Section 4.4.1 outlines a list of contexts that would be considered unsafe to generalize the results of this experiment within. This list is also a guide for future work. For example, whiteboards are very popular in workplaces and classrooms, and they are commonly used for communication and collaboration purposes. Would on screen viewing still be better than viewing on a whiteboard? According to Badreddin et al. [8], diagrams that are created for the purpose of communication and collaboration are often hand-sketched. It would also be interesting to investigate the effect of reading hand-sketched diagrams in comparison with diagrams that are created using software tools. This experiment used use case and feature diagrams and as such it is also interesting to compare the effect of reading on screen in comparison with on paper in case other types of diagrams were used, such as UML class, activity or statechart diagrams.

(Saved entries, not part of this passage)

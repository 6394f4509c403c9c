#![allow(dead_code)]

//! In-memory runtime that records every call and fails on demand.

use std::collections::HashMap;
use std::sync::Arc;
use std::time::Duration;

use async_trait::async_trait;
use edge_reconcile::{Command, FatalError, Module, ModuleRuntime, Plan};
use parking_lot::Mutex;
use tokio_util::sync::CancellationToken;

#[derive(Debug, Clone, Copy)]
enum Failure {
    Always,
    Times(u32),
    Fatal,
}

#[derive(Default)]
pub struct RecordingRuntime {
    calls: Mutex<Vec<String>>,
    failures: Mutex<HashMap<String, Failure>>,
    delays: Mutex<HashMap<String, Duration>>,
}

impl RecordingRuntime {
    pub fn new() -> Arc<Self> {
        Arc::new(Self::default())
    }

    pub fn handle(self: &Arc<Self>) -> Arc<dyn ModuleRuntime> {
        self.clone()
    }

    /// `call` is the recorded form, e.g. `"create hub"`.
    pub fn fail_always(&self, call: &str) {
        self.failures.lock().insert(call.to_owned(), Failure::Always);
    }

    pub fn fail_times(&self, call: &str, times: u32) {
        self.failures
            .lock()
            .insert(call.to_owned(), Failure::Times(times));
    }

    pub fn fail_fatal(&self, call: &str) {
        self.failures.lock().insert(call.to_owned(), Failure::Fatal);
    }

    pub fn heal(&self, call: &str) {
        self.failures.lock().remove(call);
    }

    pub fn delay(&self, call: &str, by: Duration) {
        self.delays.lock().insert(call.to_owned(), by);
    }

    pub fn calls(&self) -> Vec<String> {
        self.calls.lock().clone()
    }

    pub fn take_calls(&self) -> Vec<String> {
        std::mem::take(&mut *self.calls.lock())
    }

    async fn record(&self, call: String) -> anyhow::Result<()> {
        let delay = self.delays.lock().get(&call).copied();
        if let Some(delay) = delay {
            tokio::time::sleep(delay).await;
        }

        self.calls.lock().push(call.clone());

        let mut failures = self.failures.lock();
        match failures.get(&call).copied() {
            None => Ok(()),
            Some(Failure::Always) => Err(anyhow::anyhow!("{call}: runtime error")),
            Some(Failure::Fatal) => Err(FatalError::new(format!("{call}: host fault")).into()),
            Some(Failure::Times(left)) => {
                if left <= 1 {
                    failures.remove(&call);
                } else {
                    failures.insert(call.clone(), Failure::Times(left - 1));
                }
                Err(anyhow::anyhow!("{call}: transient runtime error"))
            }
        }
    }
}

#[async_trait]
impl ModuleRuntime for RecordingRuntime {
    async fn create(&self, module: &Module, _cancel: &CancellationToken) -> anyhow::Result<()> {
        self.record(format!("create {}", module.name)).await
    }

    async fn start(&self, name: &str, _cancel: &CancellationToken) -> anyhow::Result<()> {
        self.record(format!("start {name}")).await
    }

    async fn stop(&self, name: &str, _cancel: &CancellationToken) -> anyhow::Result<()> {
        self.record(format!("stop {name}")).await
    }

    async fn update(
        &self,
        _current: &Module,
        next: &Module,
        _cancel: &CancellationToken,
    ) -> anyhow::Result<()> {
        self.record(format!("update {}", next.name)).await
    }

    async fn remove(&self, name: &str, _cancel: &CancellationToken) -> anyhow::Result<()> {
        self.record(format!("remove {name}")).await
    }
}

/// Plan of `start <name>` commands.
pub fn start_plan(runtime: &Arc<RecordingRuntime>, names: &[&str]) -> Plan {
    let handle = runtime.handle();
    names
        .iter()
        .map(|name| Command::start(&handle, *name))
        .collect()
}

/// Runtime that cancels `token` when `call` is executed.
pub struct CancellingRuntime {
    pub inner: Arc<RecordingRuntime>,
    pub token: CancellationToken,
    pub trigger: String,
}

#[async_trait]
impl ModuleRuntime for CancellingRuntime {
    async fn create(&self, module: &Module, cancel: &CancellationToken) -> anyhow::Result<()> {
        self.inner.create(module, cancel).await
    }

    async fn start(&self, name: &str, cancel: &CancellationToken) -> anyhow::Result<()> {
        let result = self.inner.start(name, cancel).await;
        if format!("start {name}") == self.trigger {
            self.token.cancel();
        }
        result
    }

    async fn stop(&self, name: &str, cancel: &CancellationToken) -> anyhow::Result<()> {
        self.inner.stop(name, cancel).await
    }

    async fn update(
        &self,
        current: &Module,
        next: &Module,
        cancel: &CancellationToken,
    ) -> anyhow::Result<()> {
        self.inner.update(current, next, cancel).await
    }

    async fn remove(&self, name: &str, cancel: &CancellationToken) -> anyhow::Result<()> {
        self.inner.remove(name, cancel).await
    }
}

One very interesting conjecture to investigate is the difference between reading on paper in comparison with on screen in case the diagrams contained colors, other than black and white. Color is the most cognitively visual variable as the human visual system is highly sensitive to variations in color and can accurately and quickly distinguish between them [47, 48]. The human mind can detect differences in color three times faster than shape which makes color more easily remembered [49, 50]. Color has a strong role in object recognition [51], and becomes more effective in object recognition when shape is not diagnostic [52], which is most often the case in software engineering notations. The RGB color model (the color model humans see when viewing actual physical objects) is converted to an XYZ color model on screen and a CMYK color model on paper. Would the existence of colors in the diagrams and the use of different color models affect reading from the two mediums differently?

Systems have multiple perspectives and a multitude of diagrams types are created to model these perspectives. This means that the development team would require to consider multiple diagrams of similar or different types in order to reason about a system appropriately. Navigation using software modeling tools can be conveniently done via hyperlinking and using other automated features, whereas navigation on paper can only be done physically. As such, future work can be directed towards addressing the effectiveness of reading a collection of diagrams on paper in comparison with on screen.